La forza delle parole: libertà dell’informazione per una vera democrazia
“Finché ci sarà la forza dell’informazione libera, si avrà qualche speranza di sapere davvero quello che succede nel nostro paese”. Queste le parole di Carlo Bonini, esperto giornalista investigativo di La Repubblica. Le inchieste nascono per questo; svelare alla massa, curiosa e smaniosa di far luce su aspetti poco chiari, verità che coinvolgono il nostro potere e alle quali tutti noi ci affidiamo ad occhi chiusi. Utopia? Forse. In Italia fare giornalismo d’inchiesta non è tra le cose più semplici. Richiede un dispendio di tempo e denaro rilevante e a volte, si finisce persino nei guai per aver “beccato” accordi poco leciti tra i nostri politici e la mafia. Qualora poi, filasse tutto liscio, devi avere pure fortuna che la notizia passi. In primo luogo, c’è la verifica della fonte. La buona fede di colui che svolge questo mestiere è di accertarsi che la notizia tenda alla verità dei fatti. A quel punto, una volta che il giornalista decide di indagare su questioni scottanti che possono riguardare un personaggio politico piuttosto che un dirigente aziendale, sarà il giudice a valutare il contenuto di ciò che si vuole diffondere, attestarne l’assoluta oggettività e procedere attraverso eventuali sentenze qualora sia verificato l’illecito da parte di questi personaggi. Il giornalista deve puntare, oltretutto, sull’originalità della notizia, aspetto non da sottovalutare che rende inevitabilmente più affascinante l’argomento sottoposto all’attenzione popolare.

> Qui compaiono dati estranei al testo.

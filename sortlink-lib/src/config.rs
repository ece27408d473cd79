//! Sort configuration

use indexmap::IndexMap;
use serde::Deserialize;
use serde::Serialize;

use crate::error::ConfigError;
use crate::model::AttributeDefinition;
use crate::model::Params;
use crate::model::VirtualAttribute;

/// Declarative configuration of what can be sorted and how sort state is
/// encoded in request URLs.
///
/// # Example
///
/// ```
/// use sortlink_lib::SortConfig;
/// use sortlink_lib::model::VirtualAttribute;
///
/// let config = SortConfig::default()
///     .with_attribute("id")
///     .with_alias("author", "author.name")
///     .with_virtual(
///         "name",
///         VirtualAttribute::new("first, last", "first DESC, last DESC").with_label("Name"),
///     )
///     .with_multi_sort(true)
///     .with_default_order("id DESC");
///
/// assert!(config.validate().is_ok());
/// ```
#[derive(Debug, Clone, Serialize, Deserialize)]
#[serde(default)]
pub struct SortConfig {
    /// Entity whose schema supplies attribute names, quoting and labels.
    pub entity: Option<String>,

    /// Allow-list of sortable keys.
    ///
    /// Empty means every attribute of `entity` known to the schema is
    /// sortable by its own name.
    pub attributes: IndexMap<String, AttributeDefinition>,

    /// Also allow schema attributes that are not declared in `attributes`.
    pub include_schema_attributes: bool,

    /// Whether several attributes can be sorted at once.
    ///
    /// Default: false
    pub multi_sort: bool,

    /// Name of the query parameter carrying the sort token.
    ///
    /// Default: "sort"
    pub sort_param: String,

    /// Tag marking an attribute as descending.
    ///
    /// Default: "desc"
    pub descending_tag: String,

    /// Separator between attributes in a sort token.
    ///
    /// Default: '-'
    pub attribute_separator: char,

    /// Separator between an attribute and its direction tag.
    ///
    /// Default: '.'
    pub direction_separator: char,

    /// Ordering clause used when no valid sort is requested.
    pub default_order: String,

    /// Route handed to the router when building sort URLs.
    pub route: String,

    /// Fixed query parameters for sort URLs.
    ///
    /// When `None`, the current request's parameters are reused.
    pub params: Option<Params>,
}

impl Default for SortConfig {
    fn default() -> Self {
        Self {
            entity: None,
            attributes: IndexMap::new(),
            include_schema_attributes: false,
            multi_sort: false,
            sort_param: "sort".to_string(),
            descending_tag: "desc".to_string(),
            attribute_separator: '-',
            direction_separator: '.',
            default_order: String::new(),
            route: String::new(),
            params: None,
        }
    }
}

impl SortConfig {
    /// Creates a new sort config with default values.
    pub fn new() -> Self {
        Self::default()
    }

    /// Sets the entity consulted in the schema.
    pub fn with_entity(mut self, entity: impl Into<String>) -> Self {
        self.entity = Some(entity.into());
        self
    }

    /// Allows sorting by a real attribute under its own name.
    pub fn with_attribute(mut self, name: impl Into<String>) -> Self {
        let name = name.into();
        self.attributes
            .insert(name.clone(), AttributeDefinition::Plain(name));
        self
    }

    /// Allows sorting by `attribute` under the public key `key`.
    pub fn with_alias(mut self, key: impl Into<String>, attribute: impl Into<String>) -> Self {
        self.attributes
            .insert(key.into(), AttributeDefinition::plain(attribute));
        self
    }

    /// Declares a virtual sort key.
    pub fn with_virtual(mut self, key: impl Into<String>, attribute: VirtualAttribute) -> Self {
        self.attributes
            .insert(key.into(), AttributeDefinition::Virtual(attribute));
        self
    }

    /// Also allows every schema attribute next to the declared ones.
    pub fn with_schema_attributes(mut self) -> Self {
        self.include_schema_attributes = true;
        self
    }

    /// Enables or disables sorting by several attributes.
    pub fn with_multi_sort(mut self, multi_sort: bool) -> Self {
        self.multi_sort = multi_sort;
        self
    }

    /// Sets the query parameter name carrying the sort token.
    pub fn with_sort_param(mut self, name: impl Into<String>) -> Self {
        self.sort_param = name.into();
        self
    }

    /// Sets the descending tag.
    pub fn with_descending_tag(mut self, tag: impl Into<String>) -> Self {
        self.descending_tag = tag.into();
        self
    }

    /// Sets the attribute and direction separators.
    pub fn with_separators(mut self, attribute: char, direction: char) -> Self {
        self.attribute_separator = attribute;
        self.direction_separator = direction;
        self
    }

    /// Sets the fallback ordering clause.
    pub fn with_default_order(mut self, order: impl Into<String>) -> Self {
        self.default_order = order.into();
        self
    }

    /// Sets the route used for sort URLs.
    pub fn with_route(mut self, route: impl Into<String>) -> Self {
        self.route = route.into();
        self
    }

    /// Uses a fixed parameter set for sort URLs instead of the request's.
    pub fn with_params(mut self, params: Params) -> Self {
        self.params = Some(params);
        self
    }

    /// Checks the encoding invariants.
    ///
    /// Attribute keys must never contain either separator, otherwise a token
    /// could not be split back into the keys it was built from.
    pub fn validate(&self) -> Result<(), ConfigError> {
        if self.attribute_separator == self.direction_separator {
            return Err(ConfigError::SameSeparators {
                separator: self.attribute_separator,
            });
        }
        if self.sort_param.is_empty() {
            return Err(ConfigError::EmptySortParam);
        }
        if self.descending_tag.is_empty() || self.descending_tag.contains(self.attribute_separator)
        {
            return Err(ConfigError::invalid_descending_tag(&self.descending_tag));
        }
        for key in self.attributes.keys() {
            if key.is_empty() {
                return Err(ConfigError::EmptyKey);
            }
            for separator in [self.attribute_separator, self.direction_separator] {
                if key.contains(separator) {
                    return Err(ConfigError::separator_in_key(key, separator));
                }
            }
        }
        Ok(())
    }
}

Sono poche le testate giornalistiche che fanno delle inchieste il loro cavallo di battaglia. Questo perché, come sopra citato, a volte ci vogliono mesi e mesi per completare al meglio il progetto e non sempre l’editore è d’accordo, manifestando il proprio disappunto con eventuali tagli ai finanziamenti. Una però ce n’è. “Quello che fa l’Espresso è una cosa unica – rivela Lirio Abbate – estenuante il lavoro ma sempre preciso, perfetto nei vari step”. Spesso il giornalismo investigativo è casuale, si parte dall’intuizione del giornalista o spinti dall’impulso di una fonte, a volte addirittura è il caporedattore a chiedere che si proceda con l’indagine, per poi scoprire fatti bollenti che meritano di essere raccontati. “A rendere concreta l’idea di casualità, voglio citare l’esempio sull’inchiesta aperta nei confronti del ministro per la Pubblica Amministrazione Renato Brunetta – spiega Abbate – . Proprio lui che è diventato famoso per la lotta contro i fannulloni sul posto di lavoro, inveendo contro i raccomandati per il pubblico impiego, ha commesso qualche scorrettezza. All’età di ventisei anni, ad esempio, come riportato all’interno del suo Curriculum Vitae, fece apparire sotto la voce attestati: docente ordinario. In realtà (e questo fa abbastanza sorridere) fu bocciato all’esame! “Non è il primo, non sarà l’ultimo. Bisognerebbe aprire indagini su quasi tutti i personaggi politici per farsi davvero grasse risate…forse.”
In un paese nel quale ci sono ben tre tipi di mafie importanti che come humus si insediano ovunque, cercando e spesso trovando alleati per attuare i propri viscidi propositi volti al controllo sociale, è folle che il giornalismo investigativo sia sporadico e non quotidiano.